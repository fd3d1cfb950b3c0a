//! Scenario configuration, constructed once at startup and threaded through
//! constructors by value/reference — never read from a global, per the
//! "global mutable state" redesign flag in spec.md §9.

use serde::{Deserialize, Serialize};

#[derive(Clone, Debug, Serialize, Deserialize)]
pub struct RoleLimits {
    pub consumer_kw: f64,
    pub prosumer_kw: f64,
    pub producer_kw: f64,
    pub storage_kw: f64,
}

impl Default for RoleLimits {
    fn default() -> Self {
        Self {
            consumer_kw: 3.0,
            prosumer_kw: 5.0,
            producer_kw: 35.0,
            storage_kw: 35.0,
        }
    }
}

#[derive(Clone, Debug, Serialize, Deserialize)]
pub struct SimulationConfig {
    pub round_sleep_seconds: f64,
    pub offers_timeout_seconds: f64,
    pub transmission_limit_kw: f64,
    pub agent_limits_kw: RoleLimits,
    pub status_grace_seconds: f64,
}

impl Default for SimulationConfig {
    fn default() -> Self {
        Self {
            round_sleep_seconds: 10.0,
            offers_timeout_seconds: 10.0,
            // spec.md §6: TRANSMISSION_LIMIT_KW default 3.0 kWh, a per-buyer
            // per-round cap (see `ledger::RoundLedger::transmission_used_by_buyer`).
            transmission_limit_kw: 3.0,
            agent_limits_kw: RoleLimits::default(),
            status_grace_seconds: 2.0,
        }
    }
}

/// External-grid price configuration.
///
/// The legacy scenario layout names the microgrid's import price `SELL_PRICE`
/// and its export price `BUY_PRICE`, which reads backwards from the grid's
/// own point of view. Per the Open Question in spec.md §9 we expose the
/// unambiguous names here and derive the legacy ones only at the adapter
/// edge (see `external_grid::ExternalGridAdapter::draw`).
#[derive(Clone, Debug, Serialize, Deserialize)]
pub struct ExternalGridConfig {
    pub enabled: bool,
    /// What the microgrid pays per kWh imported (legacy `SELL_PRICE`/`sell_price_min`).
    pub microgrid_import_price_min: f64,
    pub microgrid_import_price_max: f64,
    /// What the microgrid receives per kWh exported (legacy `BUY_PRICE`/`buy_price_min`).
    pub microgrid_export_price_min: f64,
    pub microgrid_export_price_max: f64,
    pub acceptance_prob: f64,
}

impl Default for ExternalGridConfig {
    fn default() -> Self {
        Self {
            enabled: true,
            microgrid_import_price_min: 0.25,
            microgrid_import_price_max: 0.30,
            microgrid_export_price_min: 0.10,
            microgrid_export_price_max: 0.15,
            acceptance_prob: 0.7,
        }
    }
}

#[derive(Clone, Debug, Serialize, Deserialize)]
pub struct ProducersConfig {
    pub failure_prob: f64,
    pub failure_rounds_min: u32,
    pub failure_rounds_max: u32,
}

impl Default for ProducersConfig {
    fn default() -> Self {
        Self {
            failure_prob: 0.20,
            failure_rounds_min: 1,
            failure_rounds_max: 4,
        }
    }
}

#[derive(Clone, Debug, Serialize, Deserialize)]
pub struct MetricsConfig {
    pub report_interval_rounds: u64,
}

impl Default for MetricsConfig {
    fn default() -> Self {
        Self {
            report_interval_rounds: 5,
        }
    }
}

/// Demand-curve and battery-physics parameters for household agents
/// (spec.md §6's `HOUSEHOLDS` key). The coordinator never consumes these —
/// individual-agent physics is explicitly out of scope (spec.md §1) — but
/// the field carries through a scenario file so one config document governs
/// both the coordinator and whatever external agent processes it drives.
#[derive(Clone, Debug, Serialize, Deserialize)]
pub struct HouseholdsConfig {
    pub panel_area_range_m2: (f64, f64),
    pub battery_capacity_kwh: f64,
    pub battery_charge_rate_kw: f64,
    pub battery_discharge_rate_kw: f64,
    pub battery_efficiency: f64,
}

impl Default for HouseholdsConfig {
    fn default() -> Self {
        Self {
            panel_area_range_m2: (10.0, 30.0),
            battery_capacity_kwh: 13.5,
            battery_charge_rate_kw: 5.0,
            battery_discharge_rate_kw: 5.0,
            battery_efficiency: 0.9,
        }
    }
}

/// Storage-unit sizing defaults (spec.md §6's `STORAGE` key), again carried
/// for external agent processes rather than consumed by the coordinator
/// itself.
#[derive(Clone, Debug, Serialize, Deserialize)]
pub struct StorageConfig {
    pub capacity_kwh: f64,
    pub emergency_only: bool,
    pub ask_price: f64,
    pub max_price: f64,
}

impl Default for StorageConfig {
    fn default() -> Self {
        Self {
            capacity_kwh: 50.0,
            emergency_only: false,
            ask_price: 0.18,
            max_price: 0.35,
        }
    }
}

/// Ambient environment ranges (spec.md §6's `ENVIRONMENT` key, implicit in
/// the `status_report`/`production_report` weather fields). Not consumed by
/// the coordinator, which only ever forwards `sim_day`/`sim_hour`.
#[derive(Clone, Debug, Serialize, Deserialize)]
pub struct EnvironmentConfig {
    pub solar_irradiance_range: (f64, f64),
    pub wind_speed_range_m_s: (f64, f64),
    pub temperature_range_c: (f64, f64),
}

impl Default for EnvironmentConfig {
    fn default() -> Self {
        Self {
            solar_irradiance_range: (0.0, 1000.0),
            wind_speed_range_m_s: (0.0, 15.0),
            temperature_range_c: (-5.0, 35.0),
        }
    }
}

#[derive(Clone, Debug, Serialize, Deserialize, Default)]
pub struct ScenarioConfig {
    pub simulation: SimulationConfig,
    pub external_grid: ExternalGridConfig,
    pub producers: ProducersConfig,
    pub households: HouseholdsConfig,
    pub storage: StorageConfig,
    pub environment: EnvironmentConfig,
    pub metrics: MetricsConfig,
}

impl ScenarioConfig {
    /// Loads a scenario from a TOML file if `GRIDCOORD_SCENARIO` points at
    /// one, otherwise falls back to the built-in defaults above (which
    /// mirror the original `SE_SCENARIO_CONFIG` base configuration).
    pub fn from_env_or_default() -> Self {
        match std::env::var("GRIDCOORD_SCENARIO") {
            Ok(path) => match std::fs::read_to_string(&path) {
                Ok(contents) => toml::from_str(&contents).unwrap_or_else(|e| {
                    tracing::warn!(error = %e, path, "failed to parse scenario file; using defaults");
                    ScenarioConfig::default()
                }),
                Err(e) => {
                    tracing::warn!(error = %e, path, "failed to read scenario file; using defaults");
                    ScenarioConfig::default()
                }
            },
            Err(_) => ScenarioConfig::default(),
        }
    }
}

#[cfg(test)]
mod tests {
    use super::*;

    #[test]
    fn default_scenario_matches_base_configuration_values() {
        let cfg = ScenarioConfig::default();
        assert_eq!(cfg.simulation.transmission_limit_kw, 3.0);
        assert_eq!(cfg.simulation.agent_limits_kw.prosumer_kw, 5.0);
        assert_eq!(cfg.producers.failure_rounds_max, 4);
        assert_eq!(cfg.metrics.report_interval_rounds, 5);
    }
}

◆ ◆ ◆ ◆

### WHAT YOU NEED TO DO
Which lines in the data hold the string "names"? Copy each of them.

### RESPONSE FOR THIS EXERCISE
/// The legacy scenario layout names the microgrid's import price `SELL_PRICE`
/// unambiguous names here and derive the legacy ones only at the adapter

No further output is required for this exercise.